(Beginning of GIVEN DATA)
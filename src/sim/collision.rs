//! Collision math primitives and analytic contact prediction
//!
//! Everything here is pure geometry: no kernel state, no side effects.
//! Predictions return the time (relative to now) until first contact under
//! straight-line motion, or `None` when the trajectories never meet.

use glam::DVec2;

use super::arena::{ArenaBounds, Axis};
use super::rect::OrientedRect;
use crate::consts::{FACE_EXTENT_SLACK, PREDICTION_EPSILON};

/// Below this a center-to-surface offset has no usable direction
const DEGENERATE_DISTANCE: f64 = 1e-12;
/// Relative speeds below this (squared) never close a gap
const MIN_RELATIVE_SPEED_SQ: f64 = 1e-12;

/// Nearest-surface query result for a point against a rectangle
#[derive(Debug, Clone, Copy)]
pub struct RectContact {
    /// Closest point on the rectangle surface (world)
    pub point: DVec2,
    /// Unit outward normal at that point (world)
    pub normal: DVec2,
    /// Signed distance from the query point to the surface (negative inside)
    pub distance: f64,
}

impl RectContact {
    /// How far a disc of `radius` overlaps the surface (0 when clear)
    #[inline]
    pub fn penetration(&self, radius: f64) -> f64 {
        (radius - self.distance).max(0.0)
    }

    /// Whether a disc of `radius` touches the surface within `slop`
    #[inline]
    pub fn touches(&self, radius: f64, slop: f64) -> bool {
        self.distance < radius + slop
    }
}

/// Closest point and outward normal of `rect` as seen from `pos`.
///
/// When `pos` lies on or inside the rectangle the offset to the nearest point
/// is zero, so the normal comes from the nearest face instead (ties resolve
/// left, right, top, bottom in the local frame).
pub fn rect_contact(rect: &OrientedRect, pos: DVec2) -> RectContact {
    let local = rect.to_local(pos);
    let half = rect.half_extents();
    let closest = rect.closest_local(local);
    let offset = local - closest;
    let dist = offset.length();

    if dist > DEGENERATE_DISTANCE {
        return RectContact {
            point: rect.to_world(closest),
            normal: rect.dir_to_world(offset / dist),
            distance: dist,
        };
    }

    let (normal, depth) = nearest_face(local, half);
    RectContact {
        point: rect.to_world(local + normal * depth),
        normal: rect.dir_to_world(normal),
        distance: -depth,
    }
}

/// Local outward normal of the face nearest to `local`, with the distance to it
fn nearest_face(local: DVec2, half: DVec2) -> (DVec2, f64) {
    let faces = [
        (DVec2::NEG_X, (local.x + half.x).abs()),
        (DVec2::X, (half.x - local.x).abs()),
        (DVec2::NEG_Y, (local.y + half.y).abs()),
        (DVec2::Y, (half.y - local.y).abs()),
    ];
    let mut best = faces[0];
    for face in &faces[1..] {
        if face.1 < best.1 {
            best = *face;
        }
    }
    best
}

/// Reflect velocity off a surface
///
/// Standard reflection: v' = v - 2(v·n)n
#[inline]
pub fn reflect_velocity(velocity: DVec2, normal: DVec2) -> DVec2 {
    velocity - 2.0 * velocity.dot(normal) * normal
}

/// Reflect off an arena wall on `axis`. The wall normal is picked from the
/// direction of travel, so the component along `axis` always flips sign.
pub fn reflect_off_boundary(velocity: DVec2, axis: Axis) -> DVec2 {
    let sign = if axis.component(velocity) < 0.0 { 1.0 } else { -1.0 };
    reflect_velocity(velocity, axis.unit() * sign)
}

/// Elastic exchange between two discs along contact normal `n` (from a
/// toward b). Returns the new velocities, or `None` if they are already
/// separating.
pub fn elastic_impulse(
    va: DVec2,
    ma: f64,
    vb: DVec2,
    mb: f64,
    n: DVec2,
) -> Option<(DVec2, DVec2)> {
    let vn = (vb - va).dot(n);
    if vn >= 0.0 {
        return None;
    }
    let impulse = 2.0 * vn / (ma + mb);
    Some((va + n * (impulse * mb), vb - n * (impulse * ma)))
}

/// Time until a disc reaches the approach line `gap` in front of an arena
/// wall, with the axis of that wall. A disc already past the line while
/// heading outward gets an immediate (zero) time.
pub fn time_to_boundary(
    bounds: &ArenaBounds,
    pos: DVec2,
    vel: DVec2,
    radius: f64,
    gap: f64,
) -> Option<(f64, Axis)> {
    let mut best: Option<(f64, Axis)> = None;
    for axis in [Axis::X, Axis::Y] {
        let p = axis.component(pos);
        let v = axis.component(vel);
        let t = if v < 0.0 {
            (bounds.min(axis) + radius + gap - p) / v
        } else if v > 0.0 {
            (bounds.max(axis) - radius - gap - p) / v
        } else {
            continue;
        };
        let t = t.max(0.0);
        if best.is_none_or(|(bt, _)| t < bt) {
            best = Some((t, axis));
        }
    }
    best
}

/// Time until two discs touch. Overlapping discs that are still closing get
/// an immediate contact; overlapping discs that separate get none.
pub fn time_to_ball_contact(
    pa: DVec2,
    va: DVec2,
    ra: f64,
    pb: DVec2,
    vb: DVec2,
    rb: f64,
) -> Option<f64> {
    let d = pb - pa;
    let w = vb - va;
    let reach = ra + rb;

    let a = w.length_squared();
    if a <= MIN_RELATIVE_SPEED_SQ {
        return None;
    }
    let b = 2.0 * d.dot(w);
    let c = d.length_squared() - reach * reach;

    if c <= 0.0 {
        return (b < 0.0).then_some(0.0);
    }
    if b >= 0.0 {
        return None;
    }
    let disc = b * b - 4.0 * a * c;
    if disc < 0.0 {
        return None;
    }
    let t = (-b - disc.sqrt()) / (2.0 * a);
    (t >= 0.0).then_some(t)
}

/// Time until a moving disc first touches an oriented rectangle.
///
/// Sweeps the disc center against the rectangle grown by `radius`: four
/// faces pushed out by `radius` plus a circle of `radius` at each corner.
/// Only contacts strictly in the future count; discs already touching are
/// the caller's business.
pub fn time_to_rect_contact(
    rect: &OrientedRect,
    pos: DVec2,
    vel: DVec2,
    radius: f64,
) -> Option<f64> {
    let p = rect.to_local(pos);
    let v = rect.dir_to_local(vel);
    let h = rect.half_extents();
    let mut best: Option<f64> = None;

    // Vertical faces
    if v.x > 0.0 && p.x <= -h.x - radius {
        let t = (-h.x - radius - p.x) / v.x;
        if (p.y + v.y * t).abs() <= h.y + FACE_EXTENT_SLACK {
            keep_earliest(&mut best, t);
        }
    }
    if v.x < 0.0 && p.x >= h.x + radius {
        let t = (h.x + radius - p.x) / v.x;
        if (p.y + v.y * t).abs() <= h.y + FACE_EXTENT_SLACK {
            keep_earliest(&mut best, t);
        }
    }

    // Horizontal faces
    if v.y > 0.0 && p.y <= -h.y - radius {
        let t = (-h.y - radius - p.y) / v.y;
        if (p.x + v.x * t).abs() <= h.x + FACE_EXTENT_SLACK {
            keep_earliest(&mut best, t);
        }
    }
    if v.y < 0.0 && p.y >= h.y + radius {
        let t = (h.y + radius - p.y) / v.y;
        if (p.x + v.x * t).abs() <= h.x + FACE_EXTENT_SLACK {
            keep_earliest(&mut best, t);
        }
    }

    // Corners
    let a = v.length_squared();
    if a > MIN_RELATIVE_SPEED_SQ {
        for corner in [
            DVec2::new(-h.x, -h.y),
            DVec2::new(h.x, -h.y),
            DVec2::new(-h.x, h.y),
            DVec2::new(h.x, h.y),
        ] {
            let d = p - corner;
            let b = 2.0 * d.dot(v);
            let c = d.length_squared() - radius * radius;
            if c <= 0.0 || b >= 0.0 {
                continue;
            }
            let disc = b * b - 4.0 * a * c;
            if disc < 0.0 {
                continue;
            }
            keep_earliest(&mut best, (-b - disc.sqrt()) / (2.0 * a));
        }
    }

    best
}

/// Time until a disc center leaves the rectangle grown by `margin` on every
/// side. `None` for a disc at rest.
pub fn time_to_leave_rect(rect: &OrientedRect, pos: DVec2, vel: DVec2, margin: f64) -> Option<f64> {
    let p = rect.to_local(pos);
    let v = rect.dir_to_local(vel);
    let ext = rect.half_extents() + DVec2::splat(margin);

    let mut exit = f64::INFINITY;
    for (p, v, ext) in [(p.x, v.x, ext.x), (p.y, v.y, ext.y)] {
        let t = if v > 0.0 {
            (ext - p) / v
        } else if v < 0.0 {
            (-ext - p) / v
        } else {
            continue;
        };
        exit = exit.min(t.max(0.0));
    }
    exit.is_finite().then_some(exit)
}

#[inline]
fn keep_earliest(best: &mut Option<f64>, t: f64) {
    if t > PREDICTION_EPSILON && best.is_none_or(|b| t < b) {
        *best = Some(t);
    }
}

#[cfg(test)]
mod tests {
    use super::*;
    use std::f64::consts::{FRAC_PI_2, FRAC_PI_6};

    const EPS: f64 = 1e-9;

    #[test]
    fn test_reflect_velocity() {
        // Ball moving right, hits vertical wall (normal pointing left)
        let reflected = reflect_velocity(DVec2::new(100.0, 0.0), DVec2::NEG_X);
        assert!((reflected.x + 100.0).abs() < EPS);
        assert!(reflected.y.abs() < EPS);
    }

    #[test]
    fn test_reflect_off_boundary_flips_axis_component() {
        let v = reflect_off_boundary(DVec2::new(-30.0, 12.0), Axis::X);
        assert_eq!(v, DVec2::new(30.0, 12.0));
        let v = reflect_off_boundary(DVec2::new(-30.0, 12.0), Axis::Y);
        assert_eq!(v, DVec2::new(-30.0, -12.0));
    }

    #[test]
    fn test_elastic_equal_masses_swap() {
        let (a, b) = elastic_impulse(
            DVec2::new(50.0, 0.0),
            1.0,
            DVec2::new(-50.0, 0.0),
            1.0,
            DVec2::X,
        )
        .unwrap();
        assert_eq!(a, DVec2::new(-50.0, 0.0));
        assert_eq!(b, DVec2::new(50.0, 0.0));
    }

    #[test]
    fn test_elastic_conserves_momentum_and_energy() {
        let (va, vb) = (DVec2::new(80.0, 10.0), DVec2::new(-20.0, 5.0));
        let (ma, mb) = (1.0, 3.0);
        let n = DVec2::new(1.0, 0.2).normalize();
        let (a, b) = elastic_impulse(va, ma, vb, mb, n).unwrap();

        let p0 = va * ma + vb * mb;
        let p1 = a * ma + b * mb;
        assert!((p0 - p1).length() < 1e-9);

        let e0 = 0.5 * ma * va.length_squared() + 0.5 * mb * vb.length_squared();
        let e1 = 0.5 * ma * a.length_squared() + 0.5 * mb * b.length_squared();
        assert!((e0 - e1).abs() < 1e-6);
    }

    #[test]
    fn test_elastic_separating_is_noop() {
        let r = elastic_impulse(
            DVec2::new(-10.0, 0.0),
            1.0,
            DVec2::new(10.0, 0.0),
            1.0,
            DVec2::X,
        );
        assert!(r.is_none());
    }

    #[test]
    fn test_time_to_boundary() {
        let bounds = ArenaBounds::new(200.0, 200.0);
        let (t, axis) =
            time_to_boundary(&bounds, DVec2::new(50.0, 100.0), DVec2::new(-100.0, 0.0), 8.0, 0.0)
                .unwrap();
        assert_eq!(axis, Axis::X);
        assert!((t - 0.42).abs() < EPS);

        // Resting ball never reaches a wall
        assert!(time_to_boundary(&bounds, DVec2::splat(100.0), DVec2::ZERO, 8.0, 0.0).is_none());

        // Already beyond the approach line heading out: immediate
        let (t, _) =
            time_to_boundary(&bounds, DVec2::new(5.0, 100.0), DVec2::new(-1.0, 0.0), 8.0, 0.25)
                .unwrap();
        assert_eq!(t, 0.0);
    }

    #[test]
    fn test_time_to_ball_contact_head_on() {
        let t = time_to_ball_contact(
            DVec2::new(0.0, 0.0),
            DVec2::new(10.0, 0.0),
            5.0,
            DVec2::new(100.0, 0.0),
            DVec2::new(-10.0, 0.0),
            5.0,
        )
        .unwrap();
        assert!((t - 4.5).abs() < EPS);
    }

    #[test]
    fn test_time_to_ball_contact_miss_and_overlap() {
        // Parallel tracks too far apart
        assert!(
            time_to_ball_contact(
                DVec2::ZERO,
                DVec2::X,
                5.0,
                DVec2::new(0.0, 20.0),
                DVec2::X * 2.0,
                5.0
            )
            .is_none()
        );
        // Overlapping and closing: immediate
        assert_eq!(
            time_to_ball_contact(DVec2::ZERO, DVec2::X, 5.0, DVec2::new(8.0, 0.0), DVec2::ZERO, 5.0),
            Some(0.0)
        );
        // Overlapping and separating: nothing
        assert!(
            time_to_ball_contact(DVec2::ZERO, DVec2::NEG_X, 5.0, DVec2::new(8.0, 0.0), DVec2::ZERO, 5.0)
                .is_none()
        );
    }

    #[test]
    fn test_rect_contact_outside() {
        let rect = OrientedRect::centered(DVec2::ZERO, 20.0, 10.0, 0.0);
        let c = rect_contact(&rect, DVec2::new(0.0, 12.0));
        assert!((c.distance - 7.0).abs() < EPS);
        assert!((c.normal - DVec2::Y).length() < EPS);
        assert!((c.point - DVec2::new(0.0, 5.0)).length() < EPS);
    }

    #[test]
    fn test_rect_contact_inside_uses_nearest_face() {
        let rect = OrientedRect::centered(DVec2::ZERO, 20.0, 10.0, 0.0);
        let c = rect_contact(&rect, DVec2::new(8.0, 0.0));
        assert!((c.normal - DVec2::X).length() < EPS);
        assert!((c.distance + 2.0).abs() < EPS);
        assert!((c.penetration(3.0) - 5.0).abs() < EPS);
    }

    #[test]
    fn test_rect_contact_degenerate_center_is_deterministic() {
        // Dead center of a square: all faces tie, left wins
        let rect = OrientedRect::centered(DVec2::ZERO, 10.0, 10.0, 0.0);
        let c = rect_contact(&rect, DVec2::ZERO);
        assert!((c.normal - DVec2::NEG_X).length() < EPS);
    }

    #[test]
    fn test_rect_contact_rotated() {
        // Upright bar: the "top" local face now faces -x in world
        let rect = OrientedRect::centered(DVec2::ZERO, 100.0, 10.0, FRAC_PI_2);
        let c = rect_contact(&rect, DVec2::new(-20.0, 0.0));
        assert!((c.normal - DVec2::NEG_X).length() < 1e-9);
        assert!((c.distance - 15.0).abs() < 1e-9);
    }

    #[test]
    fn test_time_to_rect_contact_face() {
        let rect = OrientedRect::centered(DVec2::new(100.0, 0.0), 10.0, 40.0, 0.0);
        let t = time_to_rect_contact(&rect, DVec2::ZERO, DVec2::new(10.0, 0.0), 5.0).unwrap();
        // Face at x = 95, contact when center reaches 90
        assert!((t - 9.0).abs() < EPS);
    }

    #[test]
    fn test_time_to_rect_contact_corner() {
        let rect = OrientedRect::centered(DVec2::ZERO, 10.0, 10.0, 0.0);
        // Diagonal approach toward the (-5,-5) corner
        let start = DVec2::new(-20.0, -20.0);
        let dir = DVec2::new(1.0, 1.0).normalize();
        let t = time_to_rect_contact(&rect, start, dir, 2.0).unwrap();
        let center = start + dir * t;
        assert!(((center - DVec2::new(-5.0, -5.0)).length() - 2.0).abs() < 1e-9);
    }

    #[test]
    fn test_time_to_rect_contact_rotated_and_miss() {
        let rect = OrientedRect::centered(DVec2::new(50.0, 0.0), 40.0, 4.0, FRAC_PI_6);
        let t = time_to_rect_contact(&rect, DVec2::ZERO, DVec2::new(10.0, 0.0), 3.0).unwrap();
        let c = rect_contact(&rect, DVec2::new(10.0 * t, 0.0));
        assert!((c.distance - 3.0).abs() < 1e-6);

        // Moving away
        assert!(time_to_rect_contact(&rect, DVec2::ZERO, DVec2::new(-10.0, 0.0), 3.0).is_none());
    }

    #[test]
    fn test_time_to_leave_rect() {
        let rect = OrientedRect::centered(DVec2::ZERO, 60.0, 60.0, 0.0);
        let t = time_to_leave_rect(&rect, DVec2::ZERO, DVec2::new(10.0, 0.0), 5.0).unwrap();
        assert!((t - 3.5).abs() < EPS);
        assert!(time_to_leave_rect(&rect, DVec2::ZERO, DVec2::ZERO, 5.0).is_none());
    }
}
(End of GIVEN DATA)
— REQUIRED ACTION —
The lines to copy run from the start of the records above through the line holding "const DEGENERATE_DISTANCE: f64 = 1e-12;"; give them exactly, both ends included, and nothing else.

— ANSWER SPACE —
filename src/sim/collision.rs
//! Collision math primitives and analytic contact prediction
//!
//! Everything here is pure geometry: no kernel state, no side effects.
//! Predictions return the time (relative to now) until first contact under
//! straight-line motion, or `None` when the trajectories never meet.

use glam::DVec2;

use super::arena::{ArenaBounds, Axis};
use super::rect::OrientedRect;
use crate::consts::{FACE_EXTENT_SLACK, PREDICTION_EPSILON};

/// Below this a center-to-surface offset has no usable direction
const DEGENERATE_DISTANCE: f64 = 1e-12;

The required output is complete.